Almost 2 years into “AI this. AI that.”, what’s the biggest hurdle to actually using it in your business?
Sort by:
Understanding whether it fits the purpose is crucial. Sometimes, requirements are presented as solutions rather than problem statements, making it essential to reframe them as problems to properly assess if AI can address the challenge.
While conducting a POC with mock data is relatively straightforward, real-world scenarios involve different and more complex data, often requiring a hybrid solution to manage both structured and unstructured data. The model must be fine-tuned carefully to avoid overfitting or underfitting, with clear guidelines for tuning.
It's important to recognize that AI isn't a magic solution that can effortlessly solve every challenge without human involvement.
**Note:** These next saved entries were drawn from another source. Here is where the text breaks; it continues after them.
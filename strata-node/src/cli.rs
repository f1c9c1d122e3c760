//! Command-line argument parsing.

use std::net::SocketAddr;

use clap::{Parser, ValueEnum};

/// Handshake run on every new connection.
#[derive(ValueEnum, Debug, Clone, Copy, PartialEq, Eq)]
pub enum HandshakeKind {
    /// Accept every peer.
    Nop,
    /// Exchange network magic, protocol version and a self-connection nonce.
    Version,
}

/// Wire decoder for inbound bytes.
#[derive(ValueEnum, Debug, Clone, Copy, PartialEq, Eq)]
pub enum DecoderKind {
    /// 4-byte big-endian length prefix followed by the payload.
    Length,
    /// Whatever a single socket read returns.
    Raw,
}

/// Strata transport node.
#[derive(Parser, Debug, Clone)]
#[command(name = "strata-node")]
#[command(about = "Runs a Strata P2P transport and logs received messages")]
#[command(version)]
pub struct Cli {
    /// P2P listen address (host:port).
    #[arg(long, default_value = "0.0.0.0:3000")]
    pub listen: String,

    /// Comma-separated list of peers to dial on startup.
    #[arg(long, value_delimiter = ',')]
    pub seed_nodes: Option<Vec<SocketAddr>>,

    /// Handshake strategy.
    #[arg(long, value_enum, default_value = "version")]
    pub handshake: HandshakeKind,

    /// Message decoder.
    #[arg(long, value_enum, default_value = "length")]
    pub decoder: DecoderKind,

    /// Largest accepted frame for the length decoder, in bytes.
    #[arg(long, default_value_t = strata_p2p::protocol::MAX_FRAME_SIZE)]
    pub max_frame_size: usize,

    /// Handshake deadline in seconds (no deadline when omitted).
    #[arg(long)]
    pub handshake_timeout: Option<u64>,

    /// Keep the existing peer when a second connection arrives from the same address.
    #[arg(long)]
    pub reject_duplicates: bool,

    /// Log level (trace, debug, info, warn, error).
    #[arg(long, default_value = "info")]
    pub log_level: String,
}

impl Cli {
    /// Parse command-line arguments.
    pub fn parse_args() -> Self {
        Self::parse()
    }
}

#[cfg(test)]
mod tests {
    use super::*;

    #[test]
    fn test_default_values() {
        let cli = Cli::parse_from(["strata-node"]);
        assert_eq!(cli.listen, "0.0.0.0:3000");
        assert_eq!(cli.handshake, HandshakeKind::Version);
        assert_eq!(cli.decoder, DecoderKind::Length);
        assert!(cli.handshake_timeout.is_none());
        assert!(!cli.reject_duplicates);
        assert_eq!(cli.log_level, "info");
    }

    #[test]
    fn test_seed_nodes() {
        let cli = Cli::parse_from([
            "strata-node",
            "--seed-nodes",
            "127.0.0.1:3000,192.168.1.1:3000",
        ]);
        let seeds = cli.seed_nodes.unwrap();
        assert_eq!(seeds.len(), 2);
    }

    #[test]
    fn test_collaborator_flags() {
        let cli = Cli::parse_from(["strata-node", "--handshake", "nop", "--decoder", "raw"]);
        assert_eq!(cli.handshake, HandshakeKind::Nop);
        assert_eq!(cli.decoder, DecoderKind::Raw);
    }
}
//! Message decoders.
//!
//! Length-prefixed frames are laid out as:
//! - 4 bytes: big-endian payload length
//! - N bytes: payload

use async_trait::async_trait;
use bytes::{BufMut, Bytes, BytesMut};
use tokio::io::AsyncReadExt;
use tokio_util::codec;

use crate::error::DecodeError;
use crate::protocol::ConnectionReader;

/// Maximum frame payload size in bytes (1 MB).
pub const MAX_FRAME_SIZE: usize = 1024 * 1024;

/// Default read buffer size of [`RawDecoder`].
pub const DEFAULT_RAW_BUFFER_SIZE: usize = 1028;

/// Header size: 4 bytes length.
const HEADER_SIZE: usize = 4;

/// Turns a byte stream into discrete message payloads.
///
/// Called repeatedly on the same connection; each call consumes exactly the
/// bytes of one message. Any error ends the connection.
#[async_trait]
pub trait Decoder: Send + Sync {
    /// Read one message payload from `reader`.
    async fn decode(&self, reader: &mut dyn ConnectionReader) -> Result<Bytes, DecodeError>;
}

/// Encode a payload as a length-prefixed frame.
pub fn encode_frame(payload: &[u8]) -> Result<Bytes, DecodeError> {
    let mut buf = BytesMut::with_capacity(HEADER_SIZE + payload.len());
    codec::Encoder::encode(&mut FrameCodec::default(), payload, &mut buf)?;
    Ok(buf.freeze())
}

fn frame_length(header: [u8; HEADER_SIZE], max: usize) -> Result<usize, DecodeError> {
    let length = u32::from_be_bytes(header) as usize;
    if length > max {
        return Err(DecodeError::FrameTooLarge { size: length, max });
    }
    Ok(length)
}

/// Read until `buf` is full or the stream ends. Returns the bytes read.
async fn read_full(reader: &mut dyn ConnectionReader, buf: &mut [u8]) -> Result<usize, DecodeError> {
    let mut filled = 0;
    while filled < buf.len() {
        let n = reader.read(&mut buf[filled..]).await?;
        if n == 0 {
            break;
        }
        filled += n;
    }
    Ok(filled)
}

/// Decoder for length-prefixed frames.
#[derive(Debug, Clone, Copy)]
pub struct LengthPrefixedDecoder {
    max_frame_size: usize,
}

impl Default for LengthPrefixedDecoder {
    fn default() -> Self {
        Self::new(MAX_FRAME_SIZE)
    }
}

impl LengthPrefixedDecoder {
    /// Create a decoder rejecting frames larger than `max_frame_size`.
    pub fn new(max_frame_size: usize) -> Self {
        Self { max_frame_size }
    }

    /// Largest accepted payload.
    pub fn max_frame_size(&self) -> usize {
        self.max_frame_size
    }
}

#[async_trait]
impl Decoder for LengthPrefixedDecoder {
    async fn decode(&self, reader: &mut dyn ConnectionReader) -> Result<Bytes, DecodeError> {
        let mut header = [0u8; HEADER_SIZE];
        match read_full(reader, &mut header).await? {
            0 => return Err(DecodeError::Eof),
            HEADER_SIZE => {}
            read => {
                return Err(DecodeError::Truncated {
                    read,
                    expected: HEADER_SIZE,
                })
            }
        }

        let length = frame_length(header, self.max_frame_size)?;
        let mut payload = BytesMut::zeroed(length);
        let read = read_full(reader, &mut payload).await?;
        if read < length {
            return Err(DecodeError::Truncated {
                read,
                expected: length,
            });
        }

        Ok(payload.freeze())
    }
}

/// Delivers whatever a single read returns, up to the buffer size.
///
/// Performs no framing: message boundaries follow TCP segmentation.
#[derive(Debug, Clone, Copy)]
pub struct RawDecoder {
    buffer_size: usize,
}

impl Default for RawDecoder {
    fn default() -> Self {
        Self::new(DEFAULT_RAW_BUFFER_SIZE)
    }
}

impl RawDecoder {
    /// Create a decoder reading at most `buffer_size` bytes per message.
    pub fn new(buffer_size: usize) -> Self {
        Self { buffer_size }
    }
}

#[async_trait]
impl Decoder for RawDecoder {
    async fn decode(&self, reader: &mut dyn ConnectionReader) -> Result<Bytes, DecodeError> {
        let mut buf = BytesMut::zeroed(self.buffer_size);
        let n = reader.read(&mut buf).await?;
        if n == 0 {
            return Err(DecodeError::Eof);
        }
        buf.truncate(n);
        Ok(buf.freeze())
    }
}

/// `tokio_util` encoder for length-prefixed frames, for applications that
/// drive a `FramedWrite` on the sending side.
#[derive(Debug)]
pub struct FrameCodec {
    max_frame_size: usize,
}

impl Default for FrameCodec {
    fn default() -> Self {
        Self::new(MAX_FRAME_SIZE)
    }
}

impl FrameCodec {
    /// Create a codec with the given frame size limit.
    pub fn new(max_frame_size: usize) -> Self {
        Self { max_frame_size }
    }
}

impl codec::Encoder<&[u8]> for FrameCodec {
    type Error = DecodeError;

    fn encode(&mut self, payload: &[u8], dst: &mut BytesMut) -> Result<(), DecodeError> {
        if payload.len() > self.max_frame_size || payload.len() > u32::MAX as usize {
            return Err(DecodeError::FrameTooLarge {
                size: payload.len(),
                max: self.max_frame_size,
            });
        }

        dst.reserve(HEADER_SIZE + payload.len());
        dst.put_u32(payload.len() as u32);
        dst.put_slice(payload);
        Ok(())
    }
}
//! Per-connection handler: handshake, registration, decode loop, teardown.

use std::sync::Arc;

use tokio::net::tcp::OwnedReadHalf;
use tokio::net::TcpStream;
use tokio::time::timeout;

use crate::config::DuplicatePolicy;
use crate::error::{DecodeError, HandshakeError};
use crate::message::Message;
use crate::peer::{Peer, TcpPeer};
use crate::registry::PeerHandle;
use crate::transport::tcp::Shared;
use crate::transport::{DisconnectReason, TransportEvent};

/// Drive one connection from handshake to close.
pub(crate) async fn run_connection(shared: Arc<Shared>, peer: Arc<TcpPeer>, mut stream: TcpStream) {
    let peer_id = peer.id();
    let addr = peer.remote_addr();

    if let Err(e) = run_handshake(&shared, &peer, &mut stream).await {
        let _ = peer.close();
        tracing::warn!(peer = %peer_id, addr = %addr, error = %e, "Handshake failed");
        shared.emit(TransportEvent::HandshakeFailed {
            peer_id,
            addr,
            error: e.to_string(),
        });
        return;
    }

    let (mut reader, writer) = stream.into_split();
    peer.attach_writer(writer).await;

    if let Err(reason) = register(&shared, &peer) {
        let _ = peer.close();
        peer.shutdown_writer().await;
        shared.emit(TransportEvent::Disconnected {
            peer_id,
            addr,
            reason,
        });
        return;
    }

    tracing::info!(
        peer = %peer_id,
        addr = %addr,
        direction = %peer.direction(),
        "Peer connected"
    );
    shared.emit(TransportEvent::Connected {
        peer_id,
        addr,
        direction: peer.direction(),
    });

    let reason = read_loop(&shared, &peer, &mut reader).await;

    shared.registry.remove_peer(&addr, peer_id);
    let _ = peer.close();
    drop(reader);
    peer.shutdown_writer().await;

    let secs = peer.connection_duration().as_secs();
    if reason.is_clean() {
        tracing::debug!(peer = %peer_id, addr = %addr, %reason, secs, "Peer disconnected");
    } else {
        tracing::warn!(peer = %peer_id, addr = %addr, %reason, secs, "Peer disconnected");
    }
    shared.emit(TransportEvent::Disconnected {
        peer_id,
        addr,
        reason,
    });
}

/// Run the configured handshake, bounded by the optional deadline and the
/// peer's close signal.
async fn run_handshake(
    shared: &Shared,
    peer: &TcpPeer,
    stream: &mut TcpStream,
) -> Result<(), HandshakeError> {
    let handshake = shared.handshake.handshake(peer, stream);
    let bounded = async {
        match shared.config.handshake_timeout {
            Some(deadline) => timeout(deadline, handshake)
                .await
                .unwrap_or(Err(HandshakeError::Timeout)),
            None => handshake.await,
        }
    };

    tokio::select! {
        biased;
        _ = peer.closed() => Err(HandshakeError::Closed),
        result = bounded => result,
    }
}

/// Insert the peer according to the duplicate policy.
///
/// A peer closed before or while registering is never left in the registry.
fn register(shared: &Shared, peer: &Arc<TcpPeer>) -> Result<(), DisconnectReason> {
    if peer.is_closed() {
        return Err(DisconnectReason::LocalClosed);
    }

    insert(shared, peer)?;

    // The shutdown token is cancelled before the registry is drained.
    if peer.is_closed() {
        shared.registry.remove_peer(&peer.remote_addr(), peer.id());
        return Err(DisconnectReason::LocalClosed);
    }
    Ok(())
}

fn insert(shared: &Shared, peer: &Arc<TcpPeer>) -> Result<(), DisconnectReason> {
    let handle: PeerHandle = peer.clone();

    match shared.config.duplicate_policy {
        DuplicatePolicy::Replace => {
            if let Some(evicted) = shared.registry.add(handle) {
                tracing::info!(
                    addr = %evicted.remote_addr(),
                    old = %evicted.id(),
                    new = %peer.id(),
                    "Replacing existing peer"
                );
                let _ = evicted.close();
            }
            Ok(())
        }
        DuplicatePolicy::Reject => shared.registry.try_add(handle).map_err(|e| {
            tracing::warn!(peer = %peer.id(), error = %e, "Rejecting duplicate connection");
            DisconnectReason::Duplicate
        }),
    }
}

/// Decode messages and hand them to the sink until the connection ends.
async fn read_loop(shared: &Shared, peer: &TcpPeer, reader: &mut OwnedReadHalf) -> DisconnectReason {
    loop {
        let payload = tokio::select! {
            biased;
            _ = peer.closed() => return DisconnectReason::LocalClosed,
            result = shared.decoder.decode(&mut *reader) => match result {
                Ok(payload) => payload,
                Err(DecodeError::Eof) => return DisconnectReason::RemoteClosed,
                Err(DecodeError::Io(e)) => return DisconnectReason::Io(e.to_string()),
                Err(e) => return DisconnectReason::Decode(e.to_string()),
            },
        };

        let message = Message::new(peer.remote_addr(), payload);
        tracing::trace!(peer = %peer.id(), msg = %message, "Received message");

        tokio::select! {
            biased;
            _ = peer.closed() => return DisconnectReason::LocalClosed,
            result = shared.sink.send(message) => {
                if result.is_err() {
                    return DisconnectReason::SinkClosed;
                }
            }
        }
    }
}

#[cfg(test)]
mod tests {
    use super::*;
    use crate::config::TransportConfig;
    use crate::peer::{ConnectionDirection, PeerId};
    use crate::protocol::{LengthPrefixedDecoder, NopHandshake};
    use crate::transport::TcpTransport;

    fn make_peer(shared: &Shared, id: u64) -> Arc<TcpPeer> {
        Arc::new(TcpPeer::new(
            PeerId::new(id),
            "127.0.0.1:9000".parse().unwrap(),
            ConnectionDirection::Inbound,
            &shared.shutdown,
        ))
    }

    #[tokio::test]
    async fn test_register_after_close_is_refused() {
        let (transport, _rx) = TcpTransport::with_channel(
            TransportConfig::new("127.0.0.1:0"),
            NopHandshake,
            LengthPrefixedDecoder::default(),
        );
        let shared = transport.shared.clone();

        let early = make_peer(&shared, 1);
        assert!(register(&shared, &early).is_ok());
        assert_eq!(shared.registry.len(), 1);

        transport.close().await.unwrap();
        assert!(shared.registry.is_empty());

        // A handshake that completes after close must not repopulate the registry.
        let late = make_peer(&shared, 2);
        assert_eq!(register(&shared, &late), Err(DisconnectReason::LocalClosed));
        assert!(shared.registry.is_empty());
    }

    #[tokio::test]
    async fn test_register_closed_peer_is_refused() {
        let (transport, _rx) = TcpTransport::with_channel(
            TransportConfig::new("127.0.0.1:0"),
            NopHandshake,
            LengthPrefixedDecoder::default(),
        );
        let shared = transport.shared.clone();

        let peer = make_peer(&shared, 1);
        peer.close().unwrap();
        assert_eq!(register(&shared, &peer), Err(DisconnectReason::LocalClosed));
        assert!(shared.registry.is_empty());
    }
}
Data quality - Structured and non structured data accuracy and currency
Strategy - Function specific v/s general purpose, buy v/s build
Governance - Avoiding duplication of solutions and ensuring data security & confidentiality
Prioritization - Quantifying business value and estimating costs
In all AI projects, what I have learnt is that doing a POC or Pilot is easy and exciting but moving to Scale and value realization requires a lot of hard work and perseverance, especially in :
1. Improving data quality
2. Finetuning the models
3. Maintaining domain taxonomy
4. Creating an effective feedback loop for model output measurement & refinement
I would say the possibility to scale the solutions from a POC to a full solution. It´s easy to complete POCs with data samples but do you have all necessary data (and data quality) to scale the solution.
Most of the issues are related to ethical concerns and the potential data flow that may result. We are currently drafting a policy to regulate this new activity, as well as establishing governance and management rules.